Le di de cenar y se acostó. No comprendo nada.
Lola le contó las desgracias de las últimas semanas. Pilar, horrorizada, revisó el móvil de Nicolás: no había nada comprometedor hasta que vieron una foto de Lola en brazos de Fede, el informático, en posición comprometedora.
¡Así que era Carmen! exclamó Lola. Pilar, cuando Nicolás despierte, explícale todo. Yo debo aclarar cuentas con la traidora.
Fue a casa de Carmen, le abrió con el ceño fruncido.
¿A qué tanto jaleo? La abuela acaba de dormirse.
He venido a ajustarlas todas de verdad. ¿Cómo pudiste? ¿Querer quitarme a mi marido por envidia?
Lola, ¿de qué hablas? ¿Olvidas que te lo presenté yo? Solo porque ahora tiene dinero
Cálmate tú, dijo Carmen, intentando cerrar la puerta. ¡Vuelve cuando estés tranquila!
Lola le dio una sonora bofetada y bajó corriendo las escaleras.
A la mañana siguiente, Nicolás volvió temprano. Llevaba un ramo de rosas, y la besó mientras pedía perdón entre sollozos. Habían jugado sucio con ambos y solo querían abrazarse y olvidar. Nicolás le prometió dejar el trabajo en cuanto regularizase sus papeles.
Unos días después, Carmen se presentó a la hora de la cena:
No os lo creáis, pero ¡Ha sido Elena!
Carmen lo había averiguado: Elena había creado el perfil falso desde la oficina y realizado los montajes con ayuda del informático para separarlas tanto a Lola de Nicolás como a las dos amigas, por pura envidia.
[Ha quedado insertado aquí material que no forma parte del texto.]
//! Typed lower-level transport for the execution backend.
//!
//! Non-2xx responses become a [`BackendError`] variant rather than a magic
//! status range at the call site: `Fault` means the service itself failed
//! (the only class that triggers the isolation→plain degradation),
//! `Rejected` means the request was refused, `Transport` covers everything
//! that never produced a response.

use async_trait::async_trait;

use livedoc_core::config::BackendConfig;
use livedoc_core::protocol::{ApiErrorBody, ExecuteCodeRequest, ExecuteCodeResponse};

#[derive(Debug, Clone, thiserror::Error)]
pub enum BackendError {
    /// The service itself is unavailable (HTTP 5xx), not the user's code.
    #[error("backend fault (HTTP {status})")]
    Fault { status: u16 },
    /// The request was refused (other non-2xx). Never masked by a fallback.
    #[error("request rejected (HTTP {status}): {message}")]
    Rejected { status: u16, message: String },
    /// Network/DNS/decode failure; no usable response.
    #[error("transport error: {0}")]
    Transport(String),
}

/// Which execution endpoint a request targets.
#[derive(Debug, Clone, Copy, PartialEq, Eq)]
pub enum ExecEndpoint {
    /// POST `/execute` — subprocess isolation.
    Plain,
    /// POST `/execute-docker` — container isolation.
    Isolated,
}

impl ExecEndpoint {
    pub fn path(&self) -> &'static str {
        match self {
            ExecEndpoint::Plain => "/execute",
            ExecEndpoint::Isolated => "/execute-docker",
        }
    }
}

/// Classification of an HTTP status for the execution backend.
#[derive(Debug, Clone, Copy, PartialEq, Eq)]
pub enum StatusClass {
    Success,
    Fault,
    Rejected,
}

/// Pure status classification; the only place the 5xx range is spelled out.
pub fn classify_status(status: u16) -> StatusClass {
    match status {
        200..=299 => StatusClass::Success,
        500..=599 => StatusClass::Fault,
        _ => StatusClass::Rejected,
    }
}

/// Transport seam for [`crate::RemoteExecutionClient`]; mocked in tests.
#[async_trait]
pub trait ExecutionTransport: Send + Sync {
    async fn post_execute(
        &self,
        endpoint: ExecEndpoint,
        request: &ExecuteCodeRequest,
    ) -> Result<ExecuteCodeResponse, BackendError>;

    async fn probe_health(&self) -> Result<(), BackendError>;
}

/// reqwest-backed transport against the configured backend.
pub struct HttpExecutionTransport {
    http: reqwest::Client,
    api_base: String,
}

impl HttpExecutionTransport {
    pub fn new(cfg: &BackendConfig) -> Self {
        Self {
            http: reqwest::Client::new(),
            api_base: cfg.api_base.trim_end_matches('/').to_string(),
        }
    }
}

/// Best-effort extraction of the FastAPI `detail` message from an error body.
pub(crate) async fn error_detail(resp: reqwest::Response, status: u16) -> String {
    match resp.text().await {
        Ok(body) => serde_json::from_str::<ApiErrorBody>(&body)
            .map(|e| e.detail)
            .unwrap_or_else(|_| format!("HTTP {status}")),
        Err(_) => format!("HTTP {status}"),
    }
}

#[async_trait]
impl ExecutionTransport for HttpExecutionTransport {
    async fn post_execute(
        &self,
        endpoint: ExecEndpoint,
        request: &ExecuteCodeRequest,
    ) -> Result<ExecuteCodeResponse, BackendError> {
        let url = format!("{}{}", self.api_base, endpoint.path());
        let resp = self
            .http
            .post(&url)
            .json(request)
            .send()
            .await
            .map_err(|e| BackendError::Transport(e.to_string()))?;

        let status = resp.status().as_u16();
        match classify_status(status) {
            StatusClass::Success => resp
                .json()
                .await
                .map_err(|e| BackendError::Transport(format!("decode response: {e}"))),
            StatusClass::Fault => Err(BackendError::Fault { status }),
            StatusClass::Rejected => Err(BackendError::Rejected {
                status,
                message: error_detail(resp, status).await,
            }),
        }
    }

    async fn probe_health(&self) -> Result<(), BackendError> {
        let url = format!("{}/health", self.api_base);
        let resp = self
            .http
            .get(&url)
            .send()
            .await
            .map_err(|e| BackendError::Transport(e.to_string()))?;
        let status = resp.status().as_u16();
        match classify_status(status) {
            StatusClass::Success => Ok(()),
            StatusClass::Fault => Err(BackendError::Fault { status }),
            StatusClass::Rejected => Err(BackendError::Rejected {
                status,
                message: format!("HTTP {status}"),
            }),
        }
    }
}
Un día, en la empresa, Nicolás reconoció a Elena.
Fue mi compañera de clase dijo. Siempre me perseguía. Ahora lo entiendo todo.
Carmen asintió:
Siempre envidió nuestra amistad y, tras ver las fotos de vuestra vida juntos, quiso romperlo todo. No pudo.
Nicolás abrazó a las dos mujeres.
Tengo otra novedad anunció Carmen. Fede me ha pedido matrimonio y ¡he dicho que sí!
Al final, Lola y Nicolás cumplieron su sueño: compraron una casa juntos, y Carmen les regaló un gran cuadro: Lola y Nicolás, con ropaje de la época, tomando té en el cenador del nuevo jardín. Carmen bromeó sobre el susto de la bofetada, pero nunca se lo tomó a mal.
La amistad pensó Lola es un tesoro. Y también lo es saber perdonar, incluso las heridas más profundas, cuando la vida te lo recuerda en cada rincón soleado de tu hogar.